* [THE TASK] Transcribe exactly the lines that fall between the one holding "let data = self.store.get()?;" and the one holding "let client = (self.make_client)();", inclusive, from the entries below.

* [Collected data]
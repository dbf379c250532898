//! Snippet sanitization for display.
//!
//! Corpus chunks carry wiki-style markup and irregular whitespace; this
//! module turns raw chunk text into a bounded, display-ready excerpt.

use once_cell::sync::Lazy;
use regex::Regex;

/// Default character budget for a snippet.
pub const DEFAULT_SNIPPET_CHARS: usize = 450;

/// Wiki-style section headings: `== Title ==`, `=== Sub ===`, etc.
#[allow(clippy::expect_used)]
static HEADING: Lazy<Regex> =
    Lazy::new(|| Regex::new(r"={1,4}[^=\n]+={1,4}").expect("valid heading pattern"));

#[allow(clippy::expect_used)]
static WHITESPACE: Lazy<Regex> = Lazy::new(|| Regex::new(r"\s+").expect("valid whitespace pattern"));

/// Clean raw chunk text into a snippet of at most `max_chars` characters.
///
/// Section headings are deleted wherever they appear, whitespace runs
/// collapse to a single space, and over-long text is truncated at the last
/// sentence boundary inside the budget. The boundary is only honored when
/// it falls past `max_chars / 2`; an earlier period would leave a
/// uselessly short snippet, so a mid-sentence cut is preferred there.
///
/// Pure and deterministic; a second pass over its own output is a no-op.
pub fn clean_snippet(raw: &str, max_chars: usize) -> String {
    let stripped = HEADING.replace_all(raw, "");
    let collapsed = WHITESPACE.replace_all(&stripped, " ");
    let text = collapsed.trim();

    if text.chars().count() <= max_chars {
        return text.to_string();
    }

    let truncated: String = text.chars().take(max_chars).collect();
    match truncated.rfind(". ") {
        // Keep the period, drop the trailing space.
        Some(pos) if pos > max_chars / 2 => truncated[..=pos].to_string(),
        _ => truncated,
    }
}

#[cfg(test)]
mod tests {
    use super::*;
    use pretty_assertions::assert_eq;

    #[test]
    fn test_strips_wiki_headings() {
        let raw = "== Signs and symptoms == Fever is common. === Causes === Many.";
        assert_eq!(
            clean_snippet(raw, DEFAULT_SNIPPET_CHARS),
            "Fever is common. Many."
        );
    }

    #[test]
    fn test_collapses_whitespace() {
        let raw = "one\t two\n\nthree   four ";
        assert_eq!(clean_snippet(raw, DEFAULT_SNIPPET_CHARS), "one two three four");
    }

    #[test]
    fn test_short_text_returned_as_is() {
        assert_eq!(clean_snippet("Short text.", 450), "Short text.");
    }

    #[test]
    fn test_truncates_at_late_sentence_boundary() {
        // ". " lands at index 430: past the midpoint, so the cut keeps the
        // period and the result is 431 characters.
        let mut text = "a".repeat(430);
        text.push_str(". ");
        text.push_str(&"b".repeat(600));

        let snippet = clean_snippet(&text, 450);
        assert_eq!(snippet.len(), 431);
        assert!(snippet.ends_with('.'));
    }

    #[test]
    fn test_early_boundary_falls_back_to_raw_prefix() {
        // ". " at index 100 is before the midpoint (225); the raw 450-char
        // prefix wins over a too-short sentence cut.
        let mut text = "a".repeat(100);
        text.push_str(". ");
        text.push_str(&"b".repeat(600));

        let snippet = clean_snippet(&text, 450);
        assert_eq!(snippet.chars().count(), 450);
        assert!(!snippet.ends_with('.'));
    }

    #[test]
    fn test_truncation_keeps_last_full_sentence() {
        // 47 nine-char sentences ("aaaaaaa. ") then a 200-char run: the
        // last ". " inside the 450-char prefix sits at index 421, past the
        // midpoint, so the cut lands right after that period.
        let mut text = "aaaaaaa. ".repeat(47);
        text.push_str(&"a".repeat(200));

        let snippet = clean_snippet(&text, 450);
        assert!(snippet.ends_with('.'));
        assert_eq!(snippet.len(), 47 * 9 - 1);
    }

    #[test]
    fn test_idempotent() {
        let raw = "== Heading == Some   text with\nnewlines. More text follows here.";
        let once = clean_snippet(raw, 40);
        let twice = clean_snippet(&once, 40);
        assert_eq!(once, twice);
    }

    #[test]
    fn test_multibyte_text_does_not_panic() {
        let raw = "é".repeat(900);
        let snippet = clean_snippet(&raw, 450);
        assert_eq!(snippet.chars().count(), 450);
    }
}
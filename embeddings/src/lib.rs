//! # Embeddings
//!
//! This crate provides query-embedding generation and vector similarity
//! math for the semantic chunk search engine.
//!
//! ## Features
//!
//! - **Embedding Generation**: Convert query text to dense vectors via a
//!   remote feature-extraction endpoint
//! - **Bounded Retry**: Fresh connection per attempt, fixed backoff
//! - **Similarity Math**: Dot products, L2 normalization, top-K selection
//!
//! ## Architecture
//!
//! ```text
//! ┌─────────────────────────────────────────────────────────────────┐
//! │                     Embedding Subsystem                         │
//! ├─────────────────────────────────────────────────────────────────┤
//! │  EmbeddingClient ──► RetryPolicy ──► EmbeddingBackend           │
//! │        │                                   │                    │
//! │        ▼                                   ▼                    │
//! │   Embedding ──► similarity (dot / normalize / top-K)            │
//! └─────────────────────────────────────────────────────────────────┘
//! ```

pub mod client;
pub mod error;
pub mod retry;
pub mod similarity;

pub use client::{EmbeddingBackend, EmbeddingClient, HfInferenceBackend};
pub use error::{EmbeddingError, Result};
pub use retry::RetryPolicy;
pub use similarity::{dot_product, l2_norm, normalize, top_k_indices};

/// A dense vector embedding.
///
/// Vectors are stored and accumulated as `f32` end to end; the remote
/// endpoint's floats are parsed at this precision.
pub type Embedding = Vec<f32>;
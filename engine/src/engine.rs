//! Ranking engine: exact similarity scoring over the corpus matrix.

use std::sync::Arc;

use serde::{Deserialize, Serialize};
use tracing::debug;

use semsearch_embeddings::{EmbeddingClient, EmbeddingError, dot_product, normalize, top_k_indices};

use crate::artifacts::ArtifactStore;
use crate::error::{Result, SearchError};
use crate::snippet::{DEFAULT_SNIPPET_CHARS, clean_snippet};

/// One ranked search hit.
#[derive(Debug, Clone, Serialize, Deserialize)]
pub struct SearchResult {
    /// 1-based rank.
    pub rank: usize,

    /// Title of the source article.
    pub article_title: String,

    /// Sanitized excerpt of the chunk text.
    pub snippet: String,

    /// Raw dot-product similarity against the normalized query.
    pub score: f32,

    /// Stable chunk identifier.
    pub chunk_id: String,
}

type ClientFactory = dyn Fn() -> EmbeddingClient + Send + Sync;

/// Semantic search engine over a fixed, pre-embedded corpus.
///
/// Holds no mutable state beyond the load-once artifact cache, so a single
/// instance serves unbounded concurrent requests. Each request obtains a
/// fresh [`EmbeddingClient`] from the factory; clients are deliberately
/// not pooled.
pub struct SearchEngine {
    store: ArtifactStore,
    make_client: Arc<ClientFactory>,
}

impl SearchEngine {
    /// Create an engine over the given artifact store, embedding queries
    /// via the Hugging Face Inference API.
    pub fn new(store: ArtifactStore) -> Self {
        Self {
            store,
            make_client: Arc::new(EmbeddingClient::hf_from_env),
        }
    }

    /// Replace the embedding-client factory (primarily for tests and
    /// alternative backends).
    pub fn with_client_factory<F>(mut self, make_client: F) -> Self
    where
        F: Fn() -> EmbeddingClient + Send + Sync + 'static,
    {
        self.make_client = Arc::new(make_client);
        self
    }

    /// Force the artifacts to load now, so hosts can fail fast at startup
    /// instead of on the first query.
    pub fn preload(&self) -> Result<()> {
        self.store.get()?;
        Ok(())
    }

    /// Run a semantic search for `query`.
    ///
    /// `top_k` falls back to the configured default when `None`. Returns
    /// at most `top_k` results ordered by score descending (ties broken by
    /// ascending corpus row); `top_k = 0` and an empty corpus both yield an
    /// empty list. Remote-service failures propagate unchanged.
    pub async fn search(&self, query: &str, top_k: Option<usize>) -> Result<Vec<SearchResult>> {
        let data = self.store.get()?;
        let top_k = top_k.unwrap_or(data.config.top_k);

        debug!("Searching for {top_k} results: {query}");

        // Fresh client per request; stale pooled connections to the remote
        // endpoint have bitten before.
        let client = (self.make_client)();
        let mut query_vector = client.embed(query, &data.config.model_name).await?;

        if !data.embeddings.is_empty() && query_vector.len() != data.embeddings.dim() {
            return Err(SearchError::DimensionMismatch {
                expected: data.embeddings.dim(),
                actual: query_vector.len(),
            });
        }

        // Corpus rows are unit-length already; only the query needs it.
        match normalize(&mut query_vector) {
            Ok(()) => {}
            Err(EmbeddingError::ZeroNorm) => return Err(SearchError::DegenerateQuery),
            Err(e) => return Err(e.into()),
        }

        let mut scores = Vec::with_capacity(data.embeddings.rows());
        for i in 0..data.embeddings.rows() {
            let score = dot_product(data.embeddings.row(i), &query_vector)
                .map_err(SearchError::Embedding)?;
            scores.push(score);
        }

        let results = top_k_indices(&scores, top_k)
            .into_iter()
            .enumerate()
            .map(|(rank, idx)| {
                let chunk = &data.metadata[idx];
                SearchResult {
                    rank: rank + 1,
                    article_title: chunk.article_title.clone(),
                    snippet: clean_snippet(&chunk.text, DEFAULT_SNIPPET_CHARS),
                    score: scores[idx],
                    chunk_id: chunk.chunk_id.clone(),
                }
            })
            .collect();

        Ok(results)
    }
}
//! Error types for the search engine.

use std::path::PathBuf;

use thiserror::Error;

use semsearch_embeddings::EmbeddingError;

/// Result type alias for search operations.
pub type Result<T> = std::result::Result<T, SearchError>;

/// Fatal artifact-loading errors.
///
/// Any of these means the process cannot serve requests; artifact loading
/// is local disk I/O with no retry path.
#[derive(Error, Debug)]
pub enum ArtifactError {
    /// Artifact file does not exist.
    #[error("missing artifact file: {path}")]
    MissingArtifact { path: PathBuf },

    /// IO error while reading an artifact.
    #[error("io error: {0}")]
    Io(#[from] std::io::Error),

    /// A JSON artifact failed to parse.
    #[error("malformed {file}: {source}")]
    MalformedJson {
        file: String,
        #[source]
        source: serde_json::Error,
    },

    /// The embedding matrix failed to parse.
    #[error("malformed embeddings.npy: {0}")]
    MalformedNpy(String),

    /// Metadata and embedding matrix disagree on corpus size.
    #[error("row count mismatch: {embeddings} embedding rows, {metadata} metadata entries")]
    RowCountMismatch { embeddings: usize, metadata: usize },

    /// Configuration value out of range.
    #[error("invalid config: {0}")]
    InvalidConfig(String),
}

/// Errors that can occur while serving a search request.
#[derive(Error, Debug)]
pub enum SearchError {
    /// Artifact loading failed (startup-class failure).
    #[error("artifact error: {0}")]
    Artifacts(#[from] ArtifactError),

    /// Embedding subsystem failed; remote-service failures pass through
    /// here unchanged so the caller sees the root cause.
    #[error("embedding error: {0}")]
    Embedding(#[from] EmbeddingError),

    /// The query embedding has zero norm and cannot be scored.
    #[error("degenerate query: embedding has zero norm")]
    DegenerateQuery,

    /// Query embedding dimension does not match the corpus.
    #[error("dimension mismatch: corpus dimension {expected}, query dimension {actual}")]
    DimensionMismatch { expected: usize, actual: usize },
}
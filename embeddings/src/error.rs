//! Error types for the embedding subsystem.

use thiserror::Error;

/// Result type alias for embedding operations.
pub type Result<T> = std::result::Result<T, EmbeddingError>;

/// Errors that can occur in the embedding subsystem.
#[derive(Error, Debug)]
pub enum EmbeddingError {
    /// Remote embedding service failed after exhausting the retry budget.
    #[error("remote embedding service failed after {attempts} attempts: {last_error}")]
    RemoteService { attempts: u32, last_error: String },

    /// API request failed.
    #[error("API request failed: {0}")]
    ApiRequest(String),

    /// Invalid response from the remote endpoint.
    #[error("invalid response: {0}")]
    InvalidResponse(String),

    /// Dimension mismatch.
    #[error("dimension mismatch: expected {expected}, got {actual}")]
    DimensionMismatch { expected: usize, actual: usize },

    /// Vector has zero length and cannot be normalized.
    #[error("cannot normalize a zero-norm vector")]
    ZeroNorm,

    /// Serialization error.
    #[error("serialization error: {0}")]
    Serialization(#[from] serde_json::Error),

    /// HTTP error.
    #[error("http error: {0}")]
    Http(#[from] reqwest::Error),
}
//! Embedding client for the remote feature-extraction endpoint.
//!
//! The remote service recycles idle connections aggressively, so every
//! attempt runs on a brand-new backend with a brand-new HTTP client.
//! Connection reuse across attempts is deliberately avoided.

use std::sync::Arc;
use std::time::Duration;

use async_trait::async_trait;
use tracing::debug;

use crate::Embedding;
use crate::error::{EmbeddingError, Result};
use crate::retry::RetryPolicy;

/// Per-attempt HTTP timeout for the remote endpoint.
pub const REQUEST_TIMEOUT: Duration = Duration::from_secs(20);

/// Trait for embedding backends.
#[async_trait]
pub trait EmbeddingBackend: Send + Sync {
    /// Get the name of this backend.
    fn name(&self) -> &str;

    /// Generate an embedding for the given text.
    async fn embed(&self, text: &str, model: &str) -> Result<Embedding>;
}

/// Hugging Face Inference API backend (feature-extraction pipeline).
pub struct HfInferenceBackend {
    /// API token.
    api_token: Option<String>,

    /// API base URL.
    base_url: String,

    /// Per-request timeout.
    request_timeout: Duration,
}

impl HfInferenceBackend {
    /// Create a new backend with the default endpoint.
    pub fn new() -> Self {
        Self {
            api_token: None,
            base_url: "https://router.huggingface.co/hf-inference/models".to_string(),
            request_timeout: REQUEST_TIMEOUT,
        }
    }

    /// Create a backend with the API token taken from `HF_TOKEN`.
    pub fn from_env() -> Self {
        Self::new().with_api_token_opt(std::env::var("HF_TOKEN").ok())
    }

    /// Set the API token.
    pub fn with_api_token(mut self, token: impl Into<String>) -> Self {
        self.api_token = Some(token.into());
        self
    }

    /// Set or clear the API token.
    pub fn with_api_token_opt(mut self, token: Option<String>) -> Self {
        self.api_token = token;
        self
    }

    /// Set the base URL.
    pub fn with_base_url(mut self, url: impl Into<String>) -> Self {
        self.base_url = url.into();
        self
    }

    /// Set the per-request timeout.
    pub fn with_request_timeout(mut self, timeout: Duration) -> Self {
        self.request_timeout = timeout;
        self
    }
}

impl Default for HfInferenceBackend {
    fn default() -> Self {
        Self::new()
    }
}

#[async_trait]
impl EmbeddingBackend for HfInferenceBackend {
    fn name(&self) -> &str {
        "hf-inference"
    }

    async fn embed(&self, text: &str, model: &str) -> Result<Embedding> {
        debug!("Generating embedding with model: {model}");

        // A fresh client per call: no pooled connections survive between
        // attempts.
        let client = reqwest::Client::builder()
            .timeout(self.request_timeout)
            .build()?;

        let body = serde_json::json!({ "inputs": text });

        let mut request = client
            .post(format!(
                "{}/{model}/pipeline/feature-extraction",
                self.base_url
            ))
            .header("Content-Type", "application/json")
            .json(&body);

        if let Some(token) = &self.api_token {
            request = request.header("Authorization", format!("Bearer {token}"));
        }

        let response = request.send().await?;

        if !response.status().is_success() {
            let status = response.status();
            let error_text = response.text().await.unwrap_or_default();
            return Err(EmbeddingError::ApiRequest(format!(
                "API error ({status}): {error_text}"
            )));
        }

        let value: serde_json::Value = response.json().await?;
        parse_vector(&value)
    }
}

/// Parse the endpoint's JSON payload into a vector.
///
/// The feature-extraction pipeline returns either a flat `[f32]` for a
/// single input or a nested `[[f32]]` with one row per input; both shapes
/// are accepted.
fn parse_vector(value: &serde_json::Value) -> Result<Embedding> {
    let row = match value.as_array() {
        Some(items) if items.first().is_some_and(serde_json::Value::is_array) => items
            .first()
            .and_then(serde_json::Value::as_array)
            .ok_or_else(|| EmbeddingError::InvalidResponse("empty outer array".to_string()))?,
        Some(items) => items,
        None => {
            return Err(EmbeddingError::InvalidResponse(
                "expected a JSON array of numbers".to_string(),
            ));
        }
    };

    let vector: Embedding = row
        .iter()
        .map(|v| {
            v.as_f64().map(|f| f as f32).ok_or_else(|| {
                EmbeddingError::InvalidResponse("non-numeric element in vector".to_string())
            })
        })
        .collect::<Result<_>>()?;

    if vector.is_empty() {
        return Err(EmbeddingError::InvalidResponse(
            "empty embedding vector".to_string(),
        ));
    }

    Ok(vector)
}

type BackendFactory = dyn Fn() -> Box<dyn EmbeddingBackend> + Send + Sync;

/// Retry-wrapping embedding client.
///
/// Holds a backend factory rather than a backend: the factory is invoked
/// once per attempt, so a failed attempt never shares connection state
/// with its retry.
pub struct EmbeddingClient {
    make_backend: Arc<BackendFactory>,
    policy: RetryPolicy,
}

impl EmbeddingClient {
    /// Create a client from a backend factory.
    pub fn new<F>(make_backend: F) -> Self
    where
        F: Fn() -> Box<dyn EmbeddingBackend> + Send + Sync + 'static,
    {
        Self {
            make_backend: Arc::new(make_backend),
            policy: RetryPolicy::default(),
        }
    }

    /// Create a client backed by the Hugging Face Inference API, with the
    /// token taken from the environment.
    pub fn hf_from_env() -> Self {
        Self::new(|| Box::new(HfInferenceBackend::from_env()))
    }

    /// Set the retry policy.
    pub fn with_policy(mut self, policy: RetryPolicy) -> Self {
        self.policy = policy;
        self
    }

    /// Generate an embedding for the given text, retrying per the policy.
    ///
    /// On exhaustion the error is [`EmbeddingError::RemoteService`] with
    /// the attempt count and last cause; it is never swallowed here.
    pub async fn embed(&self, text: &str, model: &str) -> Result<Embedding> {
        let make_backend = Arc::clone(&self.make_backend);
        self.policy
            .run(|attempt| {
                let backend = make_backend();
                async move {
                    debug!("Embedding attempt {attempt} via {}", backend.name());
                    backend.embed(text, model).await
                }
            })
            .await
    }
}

* [TASK RESPONSE]
        let data = self.store.get()?;
        let top_k = top_k.unwrap_or(data.config.top_k);

        debug!("Searching for {top_k} results: {query}");

        // Fresh client per request; stale pooled connections to the remote
        // endpoint have bitten before.
        let client = (self.make_client)();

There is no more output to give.